::: INPUT FOR THIS TASK

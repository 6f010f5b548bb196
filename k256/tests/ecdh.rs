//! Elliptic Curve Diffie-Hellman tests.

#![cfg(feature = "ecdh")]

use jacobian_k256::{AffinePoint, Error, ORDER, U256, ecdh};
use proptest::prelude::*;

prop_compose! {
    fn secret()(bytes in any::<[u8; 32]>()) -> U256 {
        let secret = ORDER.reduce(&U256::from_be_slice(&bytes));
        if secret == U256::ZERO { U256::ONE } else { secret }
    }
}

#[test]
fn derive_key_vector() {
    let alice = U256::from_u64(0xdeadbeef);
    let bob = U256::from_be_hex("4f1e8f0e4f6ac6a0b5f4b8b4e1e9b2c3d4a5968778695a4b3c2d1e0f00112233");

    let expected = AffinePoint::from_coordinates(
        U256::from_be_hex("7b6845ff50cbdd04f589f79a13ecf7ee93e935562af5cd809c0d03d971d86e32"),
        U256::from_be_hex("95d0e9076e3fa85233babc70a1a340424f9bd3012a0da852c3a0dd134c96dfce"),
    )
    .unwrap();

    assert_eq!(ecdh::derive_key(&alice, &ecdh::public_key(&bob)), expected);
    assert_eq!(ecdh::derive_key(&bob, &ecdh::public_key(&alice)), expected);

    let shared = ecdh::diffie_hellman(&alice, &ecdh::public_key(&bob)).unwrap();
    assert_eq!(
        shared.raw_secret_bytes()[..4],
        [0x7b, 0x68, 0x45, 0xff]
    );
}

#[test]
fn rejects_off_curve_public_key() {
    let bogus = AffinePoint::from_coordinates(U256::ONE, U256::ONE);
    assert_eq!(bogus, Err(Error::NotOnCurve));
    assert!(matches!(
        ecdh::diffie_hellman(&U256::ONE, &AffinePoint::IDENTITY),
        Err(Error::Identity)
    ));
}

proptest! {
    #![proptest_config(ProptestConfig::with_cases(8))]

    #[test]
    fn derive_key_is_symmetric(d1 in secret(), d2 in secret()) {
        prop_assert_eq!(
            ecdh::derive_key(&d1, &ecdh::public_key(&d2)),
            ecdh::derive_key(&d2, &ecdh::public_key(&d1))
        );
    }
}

::::::
::: INPUT FOR THIS TASK

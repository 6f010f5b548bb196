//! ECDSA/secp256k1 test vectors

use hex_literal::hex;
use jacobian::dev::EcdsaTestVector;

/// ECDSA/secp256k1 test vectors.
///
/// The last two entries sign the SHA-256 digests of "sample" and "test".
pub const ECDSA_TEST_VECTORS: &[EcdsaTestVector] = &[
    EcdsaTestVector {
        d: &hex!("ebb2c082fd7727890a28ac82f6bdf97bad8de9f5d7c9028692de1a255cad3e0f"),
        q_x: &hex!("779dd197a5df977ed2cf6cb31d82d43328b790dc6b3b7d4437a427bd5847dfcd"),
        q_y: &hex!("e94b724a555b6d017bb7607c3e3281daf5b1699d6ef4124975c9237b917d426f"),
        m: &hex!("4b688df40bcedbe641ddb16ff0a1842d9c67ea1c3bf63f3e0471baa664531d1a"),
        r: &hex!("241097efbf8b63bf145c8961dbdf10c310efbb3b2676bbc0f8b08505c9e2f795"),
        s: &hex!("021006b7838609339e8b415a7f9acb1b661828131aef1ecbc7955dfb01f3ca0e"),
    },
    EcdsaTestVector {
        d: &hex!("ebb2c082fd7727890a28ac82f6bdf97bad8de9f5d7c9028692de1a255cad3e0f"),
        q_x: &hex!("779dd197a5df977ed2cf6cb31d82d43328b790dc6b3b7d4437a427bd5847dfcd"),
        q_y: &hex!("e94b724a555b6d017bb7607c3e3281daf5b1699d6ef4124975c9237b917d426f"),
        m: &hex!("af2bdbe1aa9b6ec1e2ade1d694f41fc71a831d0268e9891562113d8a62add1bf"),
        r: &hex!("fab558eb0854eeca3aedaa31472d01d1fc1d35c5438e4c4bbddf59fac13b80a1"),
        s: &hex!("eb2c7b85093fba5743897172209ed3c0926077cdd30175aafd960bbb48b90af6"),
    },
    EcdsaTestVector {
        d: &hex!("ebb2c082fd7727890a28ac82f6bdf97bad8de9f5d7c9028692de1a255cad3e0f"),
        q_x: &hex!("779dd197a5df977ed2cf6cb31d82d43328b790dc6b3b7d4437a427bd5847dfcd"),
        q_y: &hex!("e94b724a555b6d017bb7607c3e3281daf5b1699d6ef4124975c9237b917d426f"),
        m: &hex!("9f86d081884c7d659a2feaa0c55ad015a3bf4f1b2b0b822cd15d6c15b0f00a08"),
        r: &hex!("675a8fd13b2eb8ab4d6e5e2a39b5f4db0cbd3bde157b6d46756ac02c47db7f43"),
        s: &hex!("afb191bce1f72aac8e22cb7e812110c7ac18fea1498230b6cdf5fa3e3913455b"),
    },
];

::::::

Copy out, from the listing above, every line that contains the word "bogus".

> _OUTPUT BELOW_
    let bogus = AffinePoint::from_coordinates(U256::ONE, U256::ONE);
    assert_eq!(bogus, Err(Error::NotOnCurve));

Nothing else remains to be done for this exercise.